▶ Work item
In the entries, find all lines that hold the word "message" and copy them.

▶ Supplied entries
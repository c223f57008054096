//! # API REST
//!
//! REST API for rhetorical dynamics analysis.
//!
//! Handles:
//! - HTTP endpoints with axum
//! - OpenAPI/Swagger documentation
//! - REST-specific concerns (JSON bodies, status codes, CORS)
//!
//! All analysis and history logic lives in `rda-core`; handlers only translate between HTTP
//! and an [`AnalysisService`] shared behind an `Arc`.

#![warn(rust_2018_idioms)]

pub mod dto;

use axum::{
    extract::{Path as AxumPath, State},
    http::StatusCode,
    response::Json,
    routing::{get, post},
    Router,
};
use dto::{
    AdviceRes, AnalyzeReq, ErrorRes, FingerprintRes, HealthRes, ListHistoryRes, PatternCountRes,
    PatternRes, PlanRes, RecordRes, RecordSummaryRes, RepliesRes, ReportRes, SegmentRes,
    SegmentsRes, SeverityGroupRes,
};
use rda_core::{AnalysisError, AnalysisRecord, AnalysisService, DetailLevel, Identifier};
use std::sync::Arc;
use tower_http::cors::CorsLayer;
use utoipa::OpenApi;
use utoipa_swagger_ui::SwaggerUi;

/// Application state shared across REST API handlers.
#[derive(Clone)]
struct AppState {
    service: Arc<AnalysisService>,
}

type ApiError = (StatusCode, Json<ErrorRes>);

fn api_error(status: StatusCode, message: impl Into<String>) -> ApiError {
    (
        status,
        Json(ErrorRes {
            error: message.into(),
            path: None,
        }),
    )
}

#[derive(OpenApi)]
#[openapi(
    paths(
        health,
        create_analysis,
        list_history,
        clear_history,
        get_record,
        remove_record,
        get_segments,
        get_report,
    ),
    components(schemas(
        HealthRes,
        AnalyzeReq,
        ErrorRes,
        RecordRes,
        FingerprintRes,
        PatternRes,
        PlanRes,
        AdviceRes,
        RepliesRes,
        RecordSummaryRes,
        ListHistoryRes,
        SegmentRes,
        SegmentsRes,
        ReportRes,
        SeverityGroupRes,
        PatternCountRes,
    ))
)]
pub struct ApiDoc;

/// Builds the REST router, including Swagger UI at `/swagger-ui`.
pub fn router(service: Arc<AnalysisService>) -> Router {
    let state = AppState { service };

    Router::new()
        .route("/health", get(health))
        .route("/analyses", post(create_analysis))
        .route("/history", get(list_history).delete(clear_history))
        .route("/history/:id", get(get_record).delete(remove_record))
        .route("/history/:id/segments", get(get_segments))
        .route("/history/:id/report", get(get_report))
        .merge(
            SwaggerUi::new("/swagger-ui/{_:.*}").url("/api-docs/openapi.json", ApiDoc::openapi()),
        )
        .layer(CorsLayer::permissive())
        .with_state(state)
}

fn parse_id(raw: &str) -> Result<Identifier, ApiError> {
    Identifier::parse(raw).map_err(|e| {
        tracing::debug!("Invalid analysis ID {:?}: {}", raw, e);
        api_error(StatusCode::BAD_REQUEST, "Invalid analysis ID")
    })
}

fn find_record(state: &AppState, raw_id: &str) -> Result<AnalysisRecord, ApiError> {
    let id = parse_id(raw_id)?;
    state
        .service
        .history()
        .get(id)
        .ok_or_else(|| api_error(StatusCode::NOT_FOUND, "Analysis not found"))
}

#[utoipa::path(
    get,
    path = "/health",
    responses(
        (status = 200, description = "Health check response", body = HealthRes)
    )
)]
/// Health check endpoint for monitoring and load balancers.
#[axum::debug_handler]
async fn health(State(_state): State<AppState>) -> Json<HealthRes> {
    Json(HealthRes {
        ok: true,
        message: "RDA REST API is alive".into(),
    })
}

#[utoipa::path(
    post,
    path = "/analyses",
    request_body = AnalyzeReq,
    responses(
        (status = 201, description = "Analysis stored", body = RecordRes),
        (status = 400, description = "Invalid conversation or detail level", body = ErrorRes),
        (status = 422, description = "Analyzer response failed validation", body = ErrorRes),
        (status = 502, description = "Analyzer unavailable", body = ErrorRes)
    )
)]
/// Analyse a conversation and add the result to the history.
///
/// # Errors
/// - `400 Bad Request` if the conversation is blank or too long, or the detail level is unknown.
/// - `422 Unprocessable Entity` if the analyzer's response is malformed; nothing is stored.
/// - `502 Bad Gateway` if the analyzer cannot be reached or fails.
#[axum::debug_handler]
async fn create_analysis(
    State(state): State<AppState>,
    Json(req): Json<AnalyzeReq>,
) -> Result<(StatusCode, Json<RecordRes>), ApiError> {
    let detail_level = match req.detail_level.as_deref() {
        Some(raw) => raw
            .parse::<DetailLevel>()
            .map_err(|e| api_error(StatusCode::BAD_REQUEST, e.to_string()))?,
        None => state.service.detail_level(),
    };

    match state
        .service
        .analyze_with_detail(&req.conversation, &req.context, detail_level)
        .await
    {
        Ok(record) => Ok((StatusCode::CREATED, Json(RecordRes::from(&record)))),
        Err(AnalysisError::InvalidInput(message)) => {
            Err(api_error(StatusCode::BAD_REQUEST, message))
        }
        Err(AnalysisError::SchemaValidation(e)) => {
            tracing::error!("Analyzer response rejected: {}", e);
            Err((
                StatusCode::UNPROCESSABLE_ENTITY,
                Json(ErrorRes {
                    error: e.message,
                    path: Some(e.path),
                }),
            ))
        }
        Err(AnalysisError::AnalyzerUnavailable(e)) => {
            tracing::error!("Analyzer unavailable: {}", e);
            Err(api_error(StatusCode::BAD_GATEWAY, e.to_string()))
        }
    }
}

#[utoipa::path(
    get,
    path = "/history",
    responses(
        (status = 200, description = "Stored analyses, most recent first", body = ListHistoryRes)
    )
)]
#[axum::debug_handler]
async fn list_history(State(state): State<AppState>) -> Json<ListHistoryRes> {
    let history = state.service.history();
    Json(ListHistoryRes {
        capacity: history.capacity(),
        records: history.list().iter().map(RecordSummaryRes::from).collect(),
    })
}

#[utoipa::path(
    delete,
    path = "/history",
    responses(
        (status = 204, description = "History cleared")
    )
)]
#[axum::debug_handler]
async fn clear_history(State(state): State<AppState>) -> StatusCode {
    state.service.history().clear();
    StatusCode::NO_CONTENT
}

#[utoipa::path(
    get,
    path = "/history/{id}",
    params(("id" = String, Path, description = "Analysis identifier")),
    responses(
        (status = 200, description = "Stored analysis", body = RecordRes),
        (status = 400, description = "Malformed identifier", body = ErrorRes),
        (status = 404, description = "No analysis with this identifier", body = ErrorRes)
    )
)]
#[axum::debug_handler]
async fn get_record(
    State(state): State<AppState>,
    AxumPath(id): AxumPath<String>,
) -> Result<Json<RecordRes>, ApiError> {
    let record = find_record(&state, &id)?;
    Ok(Json(RecordRes::from(&record)))
}

#[utoipa::path(
    delete,
    path = "/history/{id}",
    params(("id" = String, Path, description = "Analysis identifier")),
    responses(
        (status = 204, description = "Analysis removed (or was not stored)"),
        (status = 400, description = "Malformed identifier", body = ErrorRes)
    )
)]
#[axum::debug_handler]
async fn remove_record(
    State(state): State<AppState>,
    AxumPath(id): AxumPath<String>,
) -> Result<StatusCode, ApiError> {
    let id = parse_id(&id)?;
    if !state.service.history().remove(id) {
        tracing::debug!("Remove of unknown analysis {}", id);
    }
    Ok(StatusCode::NO_CONTENT)
}

#[utoipa::path(
    get,
    path = "/history/{id}/segments",
    params(("id" = String, Path, description = "Analysis identifier")),
    responses(
        (status = 200, description = "Source text split into plain and evidence segments", body = SegmentsRes),
        (status = 400, description = "Malformed identifier", body = ErrorRes),
        (status = 404, description = "No analysis with this identifier", body = ErrorRes)
    )
)]
#[axum::debug_handler]
async fn get_segments(
    State(state): State<AppState>,
    AxumPath(id): AxumPath<String>,
) -> Result<Json<SegmentsRes>, ApiError> {
    let id = parse_id(&id)?;
    let segments = state
        .service
        .segments(id)
        .ok_or_else(|| api_error(StatusCode::NOT_FOUND, "Analysis not found"))?;
    Ok(Json(SegmentsRes {
        segments: segments.iter().map(SegmentRes::from).collect(),
    }))
}

#[utoipa::path(
    get,
    path = "/history/{id}/report",
    params(("id" = String, Path, description = "Analysis identifier")),
    responses(
        (status = 200, description = "Severity groups, pattern counts and threshold flag", body = ReportRes),
        (status = 400, description = "Malformed identifier", body = ErrorRes),
        (status = 404, description = "No analysis with this identifier", body = ErrorRes)
    )
)]
#[axum::debug_handler]
async fn get_report(
    State(state): State<AppState>,
    AxumPath(id): AxumPath<String>,
) -> Result<Json<ReportRes>, ApiError> {
    let record = find_record(&state, &id)?;
    Ok(Json(ReportRes::new(
        &record,
        state.service.toxicity_threshold(),
    )))
}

▶ Exercise result
fn api_error(status: StatusCode, message: impl Into<String>) -> ApiError {
            error: message.into(),
        message: "RDA REST API is alive".into(),
        Err(AnalysisError::InvalidInput(message)) => {
            Err(api_error(StatusCode::BAD_REQUEST, message))
                    error: e.message,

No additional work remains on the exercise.